--- WORK REQUIRED ---
Go to the line below containing "pub fn iter(&self)" and print exactly from there through the line containing "is diagnostic only.", both included. Print nothing else.

--- Stored items ---
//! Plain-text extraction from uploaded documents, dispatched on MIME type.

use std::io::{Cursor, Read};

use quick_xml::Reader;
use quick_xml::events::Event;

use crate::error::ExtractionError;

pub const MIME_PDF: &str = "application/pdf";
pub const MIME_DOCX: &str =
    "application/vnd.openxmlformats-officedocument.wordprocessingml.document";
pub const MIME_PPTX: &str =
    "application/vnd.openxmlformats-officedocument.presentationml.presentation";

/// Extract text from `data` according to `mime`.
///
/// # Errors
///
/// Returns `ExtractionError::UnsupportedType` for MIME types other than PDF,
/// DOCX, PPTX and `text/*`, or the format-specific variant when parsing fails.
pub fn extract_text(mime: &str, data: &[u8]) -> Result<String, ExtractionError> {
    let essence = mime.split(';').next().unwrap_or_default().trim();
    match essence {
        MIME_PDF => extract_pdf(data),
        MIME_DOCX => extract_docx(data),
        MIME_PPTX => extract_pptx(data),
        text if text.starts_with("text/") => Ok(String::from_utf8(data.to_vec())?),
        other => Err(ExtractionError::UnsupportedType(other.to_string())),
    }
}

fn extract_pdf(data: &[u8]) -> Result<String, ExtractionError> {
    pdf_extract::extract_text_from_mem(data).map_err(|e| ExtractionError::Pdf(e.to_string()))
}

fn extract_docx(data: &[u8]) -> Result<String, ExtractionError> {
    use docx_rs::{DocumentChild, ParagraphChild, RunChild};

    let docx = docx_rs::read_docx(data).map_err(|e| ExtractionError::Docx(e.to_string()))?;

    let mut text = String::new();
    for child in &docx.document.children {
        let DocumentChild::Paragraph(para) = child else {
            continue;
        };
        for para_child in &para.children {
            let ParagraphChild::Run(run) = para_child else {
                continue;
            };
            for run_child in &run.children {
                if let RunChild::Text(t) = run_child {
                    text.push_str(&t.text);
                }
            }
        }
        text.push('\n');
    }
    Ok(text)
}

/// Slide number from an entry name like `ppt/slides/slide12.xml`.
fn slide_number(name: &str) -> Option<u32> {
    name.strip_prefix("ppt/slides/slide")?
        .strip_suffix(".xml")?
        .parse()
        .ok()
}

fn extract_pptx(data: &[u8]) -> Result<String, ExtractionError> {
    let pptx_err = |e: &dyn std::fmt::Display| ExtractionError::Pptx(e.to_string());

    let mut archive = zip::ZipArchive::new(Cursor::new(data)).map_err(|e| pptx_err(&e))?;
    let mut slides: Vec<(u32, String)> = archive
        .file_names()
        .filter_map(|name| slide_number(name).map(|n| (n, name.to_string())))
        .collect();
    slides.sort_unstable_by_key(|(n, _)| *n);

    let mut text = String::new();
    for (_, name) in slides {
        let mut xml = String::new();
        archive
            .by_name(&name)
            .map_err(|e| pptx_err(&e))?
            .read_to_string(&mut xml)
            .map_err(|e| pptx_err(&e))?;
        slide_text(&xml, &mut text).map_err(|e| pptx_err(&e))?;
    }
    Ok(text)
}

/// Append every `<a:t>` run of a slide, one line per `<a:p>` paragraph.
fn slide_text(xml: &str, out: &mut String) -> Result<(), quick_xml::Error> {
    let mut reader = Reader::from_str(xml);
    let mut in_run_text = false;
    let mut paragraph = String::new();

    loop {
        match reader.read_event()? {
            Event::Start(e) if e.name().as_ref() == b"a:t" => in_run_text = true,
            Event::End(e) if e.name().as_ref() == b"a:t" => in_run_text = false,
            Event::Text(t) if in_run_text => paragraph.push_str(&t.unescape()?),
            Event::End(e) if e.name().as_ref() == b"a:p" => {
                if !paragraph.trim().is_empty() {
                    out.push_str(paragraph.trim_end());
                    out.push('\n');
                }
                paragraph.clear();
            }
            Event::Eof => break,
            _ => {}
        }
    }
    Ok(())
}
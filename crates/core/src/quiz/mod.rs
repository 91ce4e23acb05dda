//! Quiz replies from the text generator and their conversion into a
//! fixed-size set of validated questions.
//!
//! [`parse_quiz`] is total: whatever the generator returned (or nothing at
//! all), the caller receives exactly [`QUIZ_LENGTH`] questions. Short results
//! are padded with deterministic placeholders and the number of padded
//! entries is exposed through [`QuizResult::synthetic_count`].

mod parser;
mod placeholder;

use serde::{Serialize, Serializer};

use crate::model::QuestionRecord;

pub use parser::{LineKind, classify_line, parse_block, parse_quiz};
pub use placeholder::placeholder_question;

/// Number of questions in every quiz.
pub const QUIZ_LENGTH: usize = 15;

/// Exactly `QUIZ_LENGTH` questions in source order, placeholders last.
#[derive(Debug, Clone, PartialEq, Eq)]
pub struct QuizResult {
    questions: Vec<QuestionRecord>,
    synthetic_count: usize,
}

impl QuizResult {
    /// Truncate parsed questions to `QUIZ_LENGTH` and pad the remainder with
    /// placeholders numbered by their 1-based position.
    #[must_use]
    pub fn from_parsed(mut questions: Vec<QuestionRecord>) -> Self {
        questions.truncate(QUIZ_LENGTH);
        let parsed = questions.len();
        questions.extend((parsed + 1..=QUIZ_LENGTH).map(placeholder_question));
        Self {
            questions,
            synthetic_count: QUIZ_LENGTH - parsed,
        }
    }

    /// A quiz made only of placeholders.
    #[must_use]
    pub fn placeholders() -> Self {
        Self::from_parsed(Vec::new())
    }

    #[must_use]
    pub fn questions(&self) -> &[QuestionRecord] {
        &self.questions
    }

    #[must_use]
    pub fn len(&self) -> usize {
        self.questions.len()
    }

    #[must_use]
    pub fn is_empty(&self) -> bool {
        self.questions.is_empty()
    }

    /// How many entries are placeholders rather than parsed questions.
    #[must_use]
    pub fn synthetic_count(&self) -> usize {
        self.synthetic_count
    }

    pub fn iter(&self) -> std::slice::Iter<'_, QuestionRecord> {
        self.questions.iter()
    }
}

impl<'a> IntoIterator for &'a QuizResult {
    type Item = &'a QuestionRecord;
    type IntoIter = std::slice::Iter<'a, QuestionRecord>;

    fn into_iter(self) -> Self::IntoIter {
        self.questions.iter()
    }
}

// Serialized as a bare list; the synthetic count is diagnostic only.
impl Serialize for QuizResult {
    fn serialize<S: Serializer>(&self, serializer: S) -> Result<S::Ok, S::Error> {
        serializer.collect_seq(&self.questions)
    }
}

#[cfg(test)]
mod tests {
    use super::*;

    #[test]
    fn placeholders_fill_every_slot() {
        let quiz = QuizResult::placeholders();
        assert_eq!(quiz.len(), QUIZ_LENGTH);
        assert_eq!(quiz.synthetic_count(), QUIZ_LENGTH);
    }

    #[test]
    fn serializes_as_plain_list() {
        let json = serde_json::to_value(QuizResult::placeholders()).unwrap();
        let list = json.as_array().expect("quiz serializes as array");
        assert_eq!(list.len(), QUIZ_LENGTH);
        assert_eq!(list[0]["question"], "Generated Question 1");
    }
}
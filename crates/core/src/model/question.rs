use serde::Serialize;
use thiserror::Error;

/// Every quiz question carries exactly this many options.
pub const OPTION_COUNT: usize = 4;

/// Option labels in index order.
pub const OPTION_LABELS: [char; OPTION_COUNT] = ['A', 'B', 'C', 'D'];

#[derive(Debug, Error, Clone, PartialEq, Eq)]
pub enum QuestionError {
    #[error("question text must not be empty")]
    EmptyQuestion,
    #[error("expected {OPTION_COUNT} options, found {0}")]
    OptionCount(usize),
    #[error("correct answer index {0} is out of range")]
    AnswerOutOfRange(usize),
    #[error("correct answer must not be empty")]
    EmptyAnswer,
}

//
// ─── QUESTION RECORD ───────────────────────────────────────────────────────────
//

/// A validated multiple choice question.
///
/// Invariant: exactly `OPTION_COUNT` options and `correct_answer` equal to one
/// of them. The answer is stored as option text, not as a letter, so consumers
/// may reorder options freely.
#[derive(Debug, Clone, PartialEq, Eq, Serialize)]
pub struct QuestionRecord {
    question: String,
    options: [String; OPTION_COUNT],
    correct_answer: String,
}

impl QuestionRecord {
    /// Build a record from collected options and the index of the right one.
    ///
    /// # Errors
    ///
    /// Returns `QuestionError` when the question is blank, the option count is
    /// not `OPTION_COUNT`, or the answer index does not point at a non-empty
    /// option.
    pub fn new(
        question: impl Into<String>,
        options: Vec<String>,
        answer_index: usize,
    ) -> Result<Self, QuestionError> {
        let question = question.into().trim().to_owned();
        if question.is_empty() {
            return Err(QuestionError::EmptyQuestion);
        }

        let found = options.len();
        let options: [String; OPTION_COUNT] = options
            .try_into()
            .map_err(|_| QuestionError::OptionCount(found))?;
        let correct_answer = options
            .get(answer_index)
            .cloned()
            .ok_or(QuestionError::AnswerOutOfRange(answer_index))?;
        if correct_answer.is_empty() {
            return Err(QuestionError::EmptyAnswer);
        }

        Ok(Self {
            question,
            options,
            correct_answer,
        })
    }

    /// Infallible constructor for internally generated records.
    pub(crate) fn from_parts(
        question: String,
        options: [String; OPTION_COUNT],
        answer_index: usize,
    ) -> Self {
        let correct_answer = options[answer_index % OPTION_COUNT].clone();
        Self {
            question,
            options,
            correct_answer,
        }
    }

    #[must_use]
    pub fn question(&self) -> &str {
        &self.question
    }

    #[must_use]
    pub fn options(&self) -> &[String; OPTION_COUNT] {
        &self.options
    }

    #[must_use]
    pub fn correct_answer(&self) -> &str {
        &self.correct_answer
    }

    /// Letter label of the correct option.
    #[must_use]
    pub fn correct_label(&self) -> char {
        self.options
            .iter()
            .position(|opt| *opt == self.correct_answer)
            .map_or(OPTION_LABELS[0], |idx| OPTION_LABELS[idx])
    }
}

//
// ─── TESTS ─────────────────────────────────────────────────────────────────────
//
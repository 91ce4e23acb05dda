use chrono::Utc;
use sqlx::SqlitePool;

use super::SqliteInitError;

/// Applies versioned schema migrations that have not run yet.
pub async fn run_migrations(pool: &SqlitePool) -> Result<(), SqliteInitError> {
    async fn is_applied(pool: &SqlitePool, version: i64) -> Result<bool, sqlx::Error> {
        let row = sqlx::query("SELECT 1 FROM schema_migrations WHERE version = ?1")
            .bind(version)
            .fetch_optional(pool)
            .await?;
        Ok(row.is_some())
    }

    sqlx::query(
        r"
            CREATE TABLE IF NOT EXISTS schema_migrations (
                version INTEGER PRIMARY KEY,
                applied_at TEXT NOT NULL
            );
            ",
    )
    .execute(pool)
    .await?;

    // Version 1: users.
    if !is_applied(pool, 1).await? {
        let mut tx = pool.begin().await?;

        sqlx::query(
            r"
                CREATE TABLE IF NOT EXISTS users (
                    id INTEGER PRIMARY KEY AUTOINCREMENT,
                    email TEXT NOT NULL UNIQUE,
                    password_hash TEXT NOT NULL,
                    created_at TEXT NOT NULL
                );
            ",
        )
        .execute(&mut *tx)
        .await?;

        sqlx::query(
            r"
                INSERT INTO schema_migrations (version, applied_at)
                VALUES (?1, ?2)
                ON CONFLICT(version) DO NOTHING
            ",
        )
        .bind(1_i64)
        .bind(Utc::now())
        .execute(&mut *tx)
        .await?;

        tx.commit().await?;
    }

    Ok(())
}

--- ANSWER FOR THIS EXERCISE ---
    pub fn iter(&self) -> std::slice::Iter<'_, QuestionRecord> {
        self.questions.iter()
    }
}

impl<'a> IntoIterator for &'a QuizResult {
    type Item = &'a QuestionRecord;
    type IntoIter = std::slice::Iter<'a, QuestionRecord>;

    fn into_iter(self) -> Self::IntoIter {
        self.questions.iter()
    }
}

// Serialized as a bare list; the synthetic count is diagnostic only.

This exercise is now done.